Pour cela, la Coalition Climat, que représente Rebecca Thissen, plaide pour la mise sur pied d’organes de coordination : "Il existe une Commission nationale climat mais elle est complètement opaque et pas démocratique. Il faut la faire fonctionner mieux. Il faut une Loi spéciale climat qu’on demande depuis longtemps. Et puis, très important, il faut un comité scientifique indépendant qui évalue les mesures avant et après. La politique est assez court-termiste or la transition écologique est un enjeu de long terme. Ces organes qui permettent de monitorer les mesures, de rendre des avis, d’influencer les politiques sur le long terme sont indispensables".

Imaginons qu’on n’ait pas eu les experts pour gérer la crise covid, comment aurait-on fait ? Il faut la même chose pou le climat

"Imaginons qu’on n’ait pas eu les experts pour gérer la crise covid, comment aurait-on fait ?" abonde Olivier Lefebvre qui plaide aussi pour une approche scientifique indépendante des circonstances politiques. "L’échelle de temps est un peu différente mais dans le cas du climat aussi on est dans une urgence.

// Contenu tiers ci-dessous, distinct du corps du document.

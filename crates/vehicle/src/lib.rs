//! Flight plans, the parametric mass model, and assembly of a flyable vehicle from its volume.

pub mod aero;
pub mod mass;
pub mod plan;

use std::sync::Arc;

use ascent_atmosphere::AtmosphereModel;
use ascent_core::design::PlaneDesign;
use ascent_core::units::ft_to_m;
use ascent_propulsion::{EngineSizing, PropulsionManager};
use ascent_thermal::ThermalModel;
use log::debug;

pub use aero::{AeroModel, LiftingBodyAero};
pub use mass::{EngineFamilies, MassBreakdown, MassModel};
pub use plan::{FlightPlan, PlanError, Waypoint};

/// Highest recovery temperature (°C) reached at any waypoint of the plan.
///
/// Waypoints are evaluated at their target altitude and Mach; the ground start contributes
/// ambient temperature.
pub fn peak_plan_temperature(waypoints: &[Waypoint], design: &PlaneDesign) -> f64 {
    let atmosphere = AtmosphereModel::new();
    let thermal = ThermalModel::new();
    waypoints
        .iter()
        .map(|wp| {
            let altitude_m = ft_to_m(wp.altitude_ft);
            let velocity = wp.mach * atmosphere.speed_of_sound(altitude_m);
            thermal.recovery_temperature(altitude_m, velocity, design)
        })
        .fold(f64::NEG_INFINITY, f64::max)
}

/// A sized vehicle ready to fly a plan.
#[derive(Debug, Clone)]
pub struct Vehicle {
    pub volume_m3: f64,
    pub dry_mass_kg: f64,
    pub fuel_capacity_kg: f64,
    pub engines: EngineSizing,
    pub mass: MassBreakdown,
    aero: Arc<dyn AeroModel>,
}

impl Vehicle {
    /// Size a vehicle of `volume_m3` for `plan` using the baseline mass model.
    pub fn from_volume(volume_m3: f64, plan: &FlightPlan, design: &PlaneDesign) -> Self {
        Self::from_volume_with(&MassModel::default(), volume_m3, plan, design)
    }

    pub fn from_volume_with(
        model: &MassModel,
        volume_m3: f64,
        plan: &FlightPlan,
        design: &PlaneDesign,
    ) -> Self {
        let waypoints = plan.waypoints();
        let peak = peak_plan_temperature(waypoints, design);
        let mass = model.breakdown(volume_m3, waypoints, design, peak);
        let engines = model.engine_sizing(volume_m3, waypoints, design, peak);
        let vehicle = Self {
            volume_m3,
            dry_mass_kg: mass.total_kg(),
            fuel_capacity_kg: model.fuel_capacity(volume_m3),
            engines,
            mass,
            aero: Arc::new(LiftingBodyAero::new(MassModel::reference_area(volume_m3))),
        };
        debug!(
            "sized vehicle: V={volume_m3:.0} m³ dry={:.0} kg fuel={:.0} kg engines={:?}",
            vehicle.dry_mass_kg, vehicle.fuel_capacity_kg, vehicle.engines
        );
        vehicle
    }

    /// Replace the drag model.
    pub fn with_aero(mut self, aero: Arc<dyn AeroModel>) -> Self {
        self.aero = aero;
        self
    }

    pub fn aero(&self) -> &dyn AeroModel {
        self.aero.as_ref()
    }

    pub fn gross_mass_kg(&self) -> f64 {
        self.dry_mass_kg + self.fuel_capacity_kg
    }

    /// Fresh engine installation with its own selection state.
    pub fn propulsion(&self) -> PropulsionManager {
        PropulsionManager::standard(&self.engines)
    }
}

#[cfg(test)]
mod tests {
    use super::*;
    use ascent_propulsion::EngineMode;

    fn ascent_plan() -> FlightPlan {
        let mut plan = FlightPlan::new();
        plan.push(Waypoint::new(65_000.0, 3.1, EngineMode::Jet));
        plan.push(Waypoint::new(130_000.0, 6.0, EngineMode::Ramjet));
        plan
    }

    #[test]
    fn ground_only_plan_peaks_at_ambient() {
        let peak = peak_plan_temperature(&[Waypoint::ground()], &PlaneDesign::default());
        assert!((peak - 15.0).abs() < 1e-9);
    }

    #[test]
    fn peak_temperature_tracks_fastest_waypoint() {
        let plan = ascent_plan();
        let design = PlaneDesign::default();
        let peak = peak_plan_temperature(plan.waypoints(), &design);
        let last = plan.waypoints()[2];
        let altitude_m = ft_to_m(last.altitude_ft);
        let v = last.mach * AtmosphereModel::new().speed_of_sound(altitude_m);
        let expected = ThermalModel::new().recovery_temperature(altitude_m, v, &design);
        assert!((peak - expected).abs() < 1e-9);
    }

    #[test]
    fn vehicle_assembly_is_consistent() {
        let plan = ascent_plan();
        let vehicle = Vehicle::from_volume(3_000.0, &plan, &PlaneDesign::default());
        assert!((vehicle.dry_mass_kg - vehicle.mass.total_kg()).abs() < 1e-9);
        assert!(vehicle.fuel_capacity_kg > vehicle.dry_mass_kg);
        assert!(vehicle.engines.low_speed_units > 0);
        assert!(vehicle.engines.ramjet_capture_area_m2 > 0.0);
        assert_eq!(vehicle.engines.scramjet_capture_area_m2, 0.0);
        assert_eq!(vehicle.engines.rocket_engines, 0);
        let area = MassModel::reference_area(3_000.0);
        assert!((vehicle.aero().reference_area() - area).abs() < 1e-9);
        assert_eq!(vehicle.propulsion().engines().count(), 2);
    }
}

Or, on ne s'équipe pas ni sur le fond, ni sur la méthode pour y faire face".

La finance peut faire bouger les lignes

Quand bien même la Belgique progresserait dans ses efforts pour lutter contre le réchauffement climatique, n’est-elle pas trop petite ? Ne sera-t-elle pas rattrapée par les lobbys et les enjeux économiques mondiaux ? A cet égard, pour Oliver Lefebvre, qui connaît bien le monde de la finance, les lignes sont en train de bouger : "Certains fonds d’investissement deviennent plus rigoureux dans leur approche du problème climatique. Les régulateurs travaillent à sortir du green washing des "investissements durables", ce n’est pas parfait mais ça va dans la bonne direction. Les entreprises, cotées en bourse notamment, sont obligées d’informer en matière de durabilité, ça a un effet en cascade sur leurs fournisseurs. Et puis, dans le secteur bancaire, la Banque Centrale Européenne exige désormais des banques d’évaluer le risque climatique dans leur portefeuille de crédits ou d’investissement. Les seront donc obligées d’avoir des fonds propres différents en fonction selon les types que risques qu’elles accepteront de financer. Et ça c’est important parce que c’est susceptible de faire bouger de grosses masses d’investissements ou de crédits des secteurs polluants vers des secteurs verts".

c’est susceptible de faire bouger de grosses masses d’investissements ou de crédits des secteurs polluants vers des secteurs verts

Pour Rebecca Thissen, effectivement, ces dernières années, on change de paradigme en la matière : "On est passé de discuter sur "est-ce que la neutralité carbone est un objectif valable ?" à "comment on l’atteint ?". Il n’y a pas de consensus sur la méthode mais aujourd’hui au moins on est tous d’accord sur la direction vers laquelle on doit aller".